JK, Libcom house rules clearly state that anarcho-syndicalism should be defined by it's detractors and not according to the bulk of theory and practice over the past 70 years.

I am writing an intro to libertarian communism, but can't get much beyond "Murray Rothbard in charge of the USSR", can anyone help?

nastyned
May 16 2011 13:46
Joseph Kay wrote:
i'm interested in the answers, you must be getting this from somewhere so please point me in the right direction).

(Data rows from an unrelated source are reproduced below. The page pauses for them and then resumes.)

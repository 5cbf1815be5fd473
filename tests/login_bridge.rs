//! End-to-end flow: bot issues a one-time token, the web layer redeems it,
//! a signed session is bound, and the credential round-trips through
//! sanitize → encrypt → persist → decrypt.

use kuzka::auth::{
    load_credential, store_credential, MemoryTokenStore, SessionBinder, TokenStore,
};
use kuzka::crypto::{CredentialCipher, Keyring, MasterKey};
use kuzka::db::{self, CredentialRepo, DbPool, UserRepo};
use kuzka::error::AppError;
use sqlx::sqlite::SqlitePoolOptions;

async fn test_pool() -> DbPool {
    let pool = SqlitePoolOptions::new()
        .max_connections(1)
        .connect("sqlite::memory:")
        .await
        .expect("in-memory database");
    db::init_db(&pool).await.expect("migrations");
    pool
}

fn test_cipher(key_byte: u8) -> CredentialCipher {
    CredentialCipher::new(Keyring::new(1, MasterKey::from_bytes([key_byte; 32])))
}

#[tokio::test]
async fn login_bridge_full_flow() {
    let pool = test_pool().await;
    let cipher = test_cipher(7);
    let store = MemoryTokenStore::new();
    let binder = SessionBinder::new([1u8; 32], 12);

    // Bot side: issue a login token for a Telegram identity.
    let token = store.issue(777).await;

    // Web side: first redemption binds the identity...
    let tg_id = store.redeem(&token).await.unwrap();
    assert_eq!(tg_id, 777);

    // ...and a double-clicked link inside the grace window still works.
    assert_eq!(store.redeem(&token).await.unwrap(), 777);

    // The user row appears on first login.
    let user = UserRepo::ensure(&pool, tg_id).await.unwrap();
    assert_eq!(user.tg_id, 777);
    assert_eq!(user.role, "user");

    // Session cookie round-trip.
    let session = binder.bind(tg_id);
    assert_eq!(binder.verify(&session).unwrap(), 777);

    // Settings page: a pasted key with artifacts is normalized and stored
    // encrypted.
    store_credential(&pool, &cipher, tg_id, "Bearer  \"abc.def.ghi\"")
        .await
        .unwrap();

    let stored = CredentialRepo::get_by_user_id(&pool, user.id)
        .await
        .unwrap()
        .unwrap();
    assert_ne!(stored.ciphertext, "abc.def.ghi");
    assert_eq!(stored.key_version, 1);

    // Downstream callers get the plaintext back.
    let plaintext = load_credential(&pool, &cipher, tg_id).await.unwrap();
    assert_eq!(plaintext.as_deref(), Some("abc.def.ghi"));
}

#[tokio::test]
async fn redeemed_token_has_no_third_life() {
    let store = MemoryTokenStore::new();
    let missing = store.redeem("never-issued-token-value").await;
    assert!(matches!(missing, Err(AppError::TokenExpiredOrInvalid)));
}

#[tokio::test]
async fn malformed_credential_never_reaches_storage() {
    let pool = test_pool().await;
    let cipher = test_cipher(7);
    let user = UserRepo::ensure(&pool, 555).await.unwrap();

    let result = store_credential(&pool, &cipher, 555, "not-a-jwt").await;
    assert!(matches!(result, Err(AppError::CredentialMalformed)));

    assert!(CredentialRepo::get_by_user_id(&pool, user.id)
        .await
        .unwrap()
        .is_none());
}

#[tokio::test]
async fn rotated_master_key_fails_closed() {
    let pool = test_pool().await;
    let cipher = test_cipher(7);
    UserRepo::ensure(&pool, 888).await.unwrap();

    store_credential(&pool, &cipher, 888, "abc.def.ghi")
        .await
        .unwrap();

    // Same key version, different master key: the record must surface an
    // explicit decryption failure, not garbage or an empty value.
    let rotated = test_cipher(9);
    let result = load_credential(&pool, &rotated, 888).await;
    assert!(matches!(result, Err(AppError::DecryptionAuthFailure)));

    // The original key still works.
    let plaintext = load_credential(&pool, &cipher, 888).await.unwrap();
    assert_eq!(plaintext.as_deref(), Some("abc.def.ghi"));
}

#[tokio::test]
async fn credential_is_optional_for_a_session() {
    let pool = test_pool().await;
    let cipher = test_cipher(7);
    let store = MemoryTokenStore::new();
    let binder = SessionBinder::new([1u8; 32], 12);

    let token = store.issue(999).await;
    let tg_id = store.redeem(&token).await.unwrap();
    UserRepo::ensure(&pool, tg_id).await.unwrap();

    // A session exists without any credential; the lookup reports "none"
    // rather than failing.
    assert!(binder.verify(&binder.bind(tg_id)).is_ok());
    assert_eq!(load_credential(&pool, &cipher, tg_id).await.unwrap(), None);
}
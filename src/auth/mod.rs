pub mod credentials;
pub mod ott;
pub mod sanitize;
pub mod session;

pub use credentials::{load_credential, store_credential};
pub use ott::{MemoryTokenStore, TokenStore};
pub use sanitize::sanitize_wb_token;
pub use session::SessionBinder;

As I'm lacking in revolutionary literature at work you'll just have to wait, it will be sunday at the earliest before I can look anything up and even then I'm not promising anything, but as you're being so polite I'm sure you won't mind.

nastyned
May 16 2011 13:49
Fall Back wrote:
JK, Libcom house rules clearly state that anarcho-syndicalism should be defined by it's detractors and not according to the bulk of theory and practice over the past 70 years.

I've never said that anarcho-syndicalism should be defined by its detractors. What I have said is that the article should be accurate. It's not my fault if the facts don't sit well with your views.

Joseph Kay
May 16 2011 14:00
nastyned wrote:
It's not my fault if the facts don't sit well with your views.

which facts? you've just asserted that anarcho-syndicalism is 'One Big Unionist' based on a half-remembered titbit about something that may or may not have been proposed (but never actually happened) 75 years ago in one country (or region of a country?). apparently this supersedes everything else that's happened in the tradition before and since and all current theory and practice of the IWA, the main anarcho-syndicalist organisation in the world.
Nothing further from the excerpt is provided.